Throughout the game, media came by to interview my neighboring boxing standout. People asked for pictures with him and I enjoyed some interaction with Bud's friend sitting next to me. I photobombed his Twitter post from which his popularity quickly became apparent to me. I didn't know the picture was being posted on Twitter, but it came to my attention immediately as the 16-year-old crowd apparently follows him and notified my ecstatic son. Mom score.
And then the funniest and most Gumpish part of my story happened. The shirt toss during a time out.
Once or twice during every game, Billy Blue Jay and the Jays Cheer Squad throw Creighton t-shirts into the crowd. Carefully wrapped like bullets of cloth, this is a very popular timeout event. People jump up and down to get Billy's attention and then adults wrestle each other to the ground to gain possession of the coveted launched shirt.
As with every shirt toss, I never participate. My practical side knows that I don't need another t-shirt and it is likely the wrong size. So why would I fight those around me, especially the best boxer on earth, to gain a shirt?
Yesterday I followed my same routine as everyone around me was jumping up and down, elbowing each other to capture the prize. Sitting down, I pulled out my phone with crossed legs, cowering to get out of the way and check world events within the shadows of the humans standing around me. Waiting for Billy to pass my section in the stands, I quietly passed the time away.
And then my Gump moment happened.
With my phone in hand with the roars from the excited men surrounding me, the blue bullet of a shirt landed like slow motion through the flailing hands, gently finding its final resting spot between my wrists and phone. With combined gasps, the jumping humans, including my sixteen-year-old son, couldn't believe the bad luck handed to them and how the shirt ended up in my undeserving hands.

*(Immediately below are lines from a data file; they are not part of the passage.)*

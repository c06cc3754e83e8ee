//! The orchestrator: selects, orders, and drives registered tasks.
//!
//! Tasks execute strictly one at a time, in ascending `order` (stable on
//! ties), each inside its own spawned unit so a wall-clock deadline can
//! be imposed. A task that outlives its deadline is abandoned, not
//! cancelled: the spawned body may keep running on the runtime until it
//! returns on its own. Known resource-leak risk, accepted for now.

use std::collections::HashMap;
use std::sync::Arc;
use std::time::Duration;

use auditrun_core::{CoreError, ResultRecord, RunId, TaskDescriptor};
use serde::ser::SerializeMap;
use serde::{Serialize, Serializer};
use serde_json::Value;
use tokio::time::timeout;
use tracing::{error, info};

use crate::config::EngineConfig;
use crate::context::{RunContext, TaskHandle};
use crate::controls::ControlResolver;
use crate::reporter::{default_resource_id, HttpReporter, ReportSink, ResourceIdFn};
use crate::wrapper::{run_managed, TaskBody, TaskFuture};

/// One registered task: descriptor plus body.
struct RegisteredTask {
    descriptor: TaskDescriptor,
    body: TaskBody,
}

/// Per-run inputs: an optional subset of task names and an optional
/// deadline override.
#[derive(Debug, Clone, Default)]
pub struct RunOptions {
    /// When non-empty, only these tasks run; everything else is left out
    /// of the result map entirely (distinct from "skipped").
    pub tasks: Vec<String>,

    /// Per-run override of the configured task deadline.
    pub timeout: Option<Duration>,
}

impl RunOptions {
    /// Restrict the run to the given task names.
    pub fn with_tasks(mut self, tasks: Vec<String>) -> Self {
        self.tasks = tasks;
        self
    }

    /// Override the task deadline for this run.
    pub fn with_timeout(mut self, timeout: Duration) -> Self {
        self.timeout = Some(timeout);
        self
    }
}

/// The run's output: task name -> final result record, in execution
/// order.
#[derive(Debug, Clone)]
pub struct RunReport {
    run_id: RunId,
    entries: Vec<(String, ResultRecord)>,
}

impl RunReport {
    /// Identifier of the run that produced this report.
    pub fn run_id(&self) -> &RunId {
        &self.run_id
    }

    /// The record for a task, if it was selected and attempted.
    pub fn get(&self, task_name: &str) -> Option<&ResultRecord> {
        self.entries
            .iter()
            .find(|(name, _)| name == task_name)
            .map(|(_, record)| record)
    }

    /// Like `get`, but a task that was never part of the run is an
    /// explicit error, distinct from a skipped task, which has a record.
    pub fn require(&self, task_name: &str) -> Result<&ResultRecord, CoreError> {
        self.get(task_name)
            .ok_or_else(|| CoreError::TaskNotFound(task_name.to_string()))
    }

    /// Iterate records in execution order.
    pub fn iter(&self) -> impl Iterator<Item = (&str, &ResultRecord)> {
        self.entries
            .iter()
            .map(|(name, record)| (name.as_str(), record))
    }

    /// Number of attempted tasks.
    pub fn len(&self) -> usize {
        self.entries.len()
    }

    pub fn is_empty(&self) -> bool {
        self.entries.is_empty()
    }
}

impl Serialize for RunReport {
    /// Serializes as a map in execution order.
    fn serialize<S: Serializer>(&self, serializer: S) -> Result<S::Ok, S::Error> {
        let mut map = serializer.serialize_map(Some(self.entries.len()))?;
        for (name, record) in &self.entries {
            map.serialize_entry(name, record)?;
        }
        map.end()
    }
}

/// Orchestrator for one task set.
///
/// An external loader registers tasks before a run starts; the runner
/// never discovers task code itself.
pub struct Runner {
    config: Arc<EngineConfig>,
    controls: Arc<ControlResolver>,
    reporter: Arc<dyn ReportSink>,
    resource_id_fn: ResourceIdFn,
    tasks: Vec<RegisteredTask>,
}

impl Runner {
    /// Create a runner with the HTTP violation reporter.
    pub fn new(config: EngineConfig) -> Self {
        let reporter = Arc::new(HttpReporter::new(&config));
        Self {
            config: Arc::new(config),
            controls: Arc::new(ControlResolver::default()),
            reporter,
            resource_id_fn: Arc::new(default_resource_id),
            tasks: Vec::new(),
        }
    }

    /// Builder method to install a control resolver.
    pub fn with_controls(mut self, controls: ControlResolver) -> Self {
        self.controls = Arc::new(controls);
        self
    }

    /// Builder method to replace the violation report transport.
    pub fn with_reporter(mut self, reporter: Arc<dyn ReportSink>) -> Self {
        self.reporter = reporter;
        self
    }

    /// Builder method to replace the resource-id heuristic used in
    /// violation payloads.
    pub fn with_resource_id_fn(
        mut self,
        f: impl Fn(&Value) -> Option<String> + Send + Sync + 'static,
    ) -> Self {
        self.resource_id_fn = Arc::new(f);
        self
    }

    /// Register a task. Rejects duplicate names.
    pub fn register<F, Fut>(
        &mut self,
        descriptor: TaskDescriptor,
        body: F,
    ) -> Result<(), CoreError>
    where
        F: Fn(TaskHandle) -> Fut + Send + Sync + 'static,
        Fut: std::future::Future<Output = anyhow::Result<Value>> + Send + 'static,
    {
        if self
            .tasks
            .iter()
            .any(|task| task.descriptor.name == descriptor.name)
        {
            return Err(CoreError::DuplicateTask(descriptor.name));
        }
        let body: TaskBody = Arc::new(move |handle| -> TaskFuture { Box::pin(body(handle)) });
        self.tasks.push(RegisteredTask { descriptor, body });
        Ok(())
    }

    /// Names of all registered tasks, in registration order.
    pub fn task_names(&self) -> Vec<&str> {
        self.tasks
            .iter()
            .map(|task| task.descriptor.name.as_str())
            .collect()
    }

    /// Execute the selected tasks against the given base context and
    /// return the accumulated result map.
    ///
    /// Always completes: every selected, enabled task ends up in the
    /// report as executed, skipped, or circuit-failed.
    pub async fn run(&self, base: HashMap<String, Value>, options: RunOptions) -> RunReport {
        let run_id = RunId::generate();
        let deadline = options.timeout.unwrap_or(self.config.task_timeout);

        let descriptors: HashMap<String, TaskDescriptor> = self
            .tasks
            .iter()
            .map(|task| (task.descriptor.name.clone(), task.descriptor.clone()))
            .collect();

        let ctx = Arc::new(RunContext::new(
            run_id.clone(),
            base,
            self.config.clone(),
            self.controls.clone(),
            self.reporter.clone(),
            self.resource_id_fn.clone(),
            descriptors,
        ));

        let mut selected: Vec<&RegisteredTask> = self
            .tasks
            .iter()
            .filter(|task| task.descriptor.enabled)
            .filter(|task| {
                options.tasks.is_empty()
                    || options.tasks.iter().any(|name| *name == task.descriptor.name)
            })
            .collect();
        // Stable sort: ties keep registration order, so collectors run
        // before insights by default.
        selected.sort_by_key(|task| task.descriptor.order);

        info!(
            run_id = %run_id,
            selected = selected.len(),
            deadline_secs = deadline.as_secs(),
            "Starting run"
        );

        for task in selected {
            let name = task.descriptor.name.clone();
            info!(run_id = %run_id, task = %name, "Executing task");

            let unit = {
                let descriptor = task.descriptor.clone();
                let body = task.body.clone();
                let ctx = ctx.clone();
                async move { run_managed(&descriptor, &body, &ctx).await }
            };

            match timeout(deadline, tokio::spawn(unit)).await {
                Ok(Ok(record)) => {
                    info!(
                        run_id = %run_id,
                        task = %name,
                        success = record.success,
                        status = record.status.as_str(),
                        "Task finished"
                    );
                }
                Ok(Err(join_err)) => {
                    // The wrapper absorbs body failures; reaching this
                    // means the wrapper itself panicked or was aborted.
                    self.circuit_failure(&ctx, &name, format!("{join_err}"));
                }
                Err(_elapsed) => {
                    // Deadline exceeded. The spawned body is abandoned and
                    // may keep running; only the wait stops here.
                    self.circuit_failure(
                        &ctx,
                        &name,
                        format!("task did not finish within {}s", deadline.as_secs()),
                    );
                }
            }
        }

        RunReport {
            run_id,
            entries: ctx.ordered_results(),
        }
    }

    /// Record a synthetic failed result for a task whose managed
    /// execution did not return. Partial task state is not trusted.
    fn circuit_failure(&self, ctx: &Arc<RunContext>, name: &str, reason: String) {
        error!(task = %name, reason = %reason, "Circuit catch: managed execution did not return");
        ctx.add_error(
            name,
            format!("Circuit catch. Error while trying to execute the task: {name}"),
        );
        ctx.add_error(name, reason);
        let mut record = ctx.format_result(name);
        record.success = false;
        ctx.record_result(name, record);
    }
}

#[cfg(test)]
mod tests {
    use super::*;
    use auditrun_core::TaskKind;
    use serde_json::json;

    #[test]
    fn test_duplicate_registration_rejected() {
        let mut runner = Runner::new(EngineConfig::default());
        runner
            .register(TaskDescriptor::collector("a", "A"), |_ctx| async {
                Ok(json!({"data": {}}))
            })
            .unwrap();
        let err = runner
            .register(TaskDescriptor::insight("a", "A again"), |_ctx| async {
                Ok(json!({"data": {}}))
            })
            .unwrap_err();
        assert!(matches!(err, CoreError::DuplicateTask(name) if name == "a"));
    }

    #[tokio::test]
    async fn test_report_serializes_in_execution_order() {
        let mut runner = Runner::new(EngineConfig::default());
        runner
            .register(
                TaskDescriptor::new("late", "Late", TaskKind::Collector).with_order(200),
                |_ctx| async { Ok(json!({"data": {}})) },
            )
            .unwrap();
        runner
            .register(TaskDescriptor::collector("early", "Early"), |_ctx| async {
                Ok(json!({"data": {}}))
            })
            .unwrap();

        let report = runner.run(HashMap::new(), RunOptions::default()).await;
        let names: Vec<&str> = report.iter().map(|(name, _)| name).collect();
        assert_eq!(names, vec!["early", "late"]);

        let json = serde_json::to_string(&report).unwrap();
        assert!(json.find("early").unwrap() < json.find("late").unwrap());
    }
}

Looking up to the noted boxer and his posse, I asked the question.
"Do you want this shirt?'
The answer was a resounding Yes. They were like three kids in a candy shop.
So we took the picture above and I handed the shirt to the man in the blue, whom they collectively decided should be the lucky recipient. They were happy. I was smiling. You can't make this stuff up.
Ordinary days. Ordinary people. Finding collective joy in the small gifts life brings our way.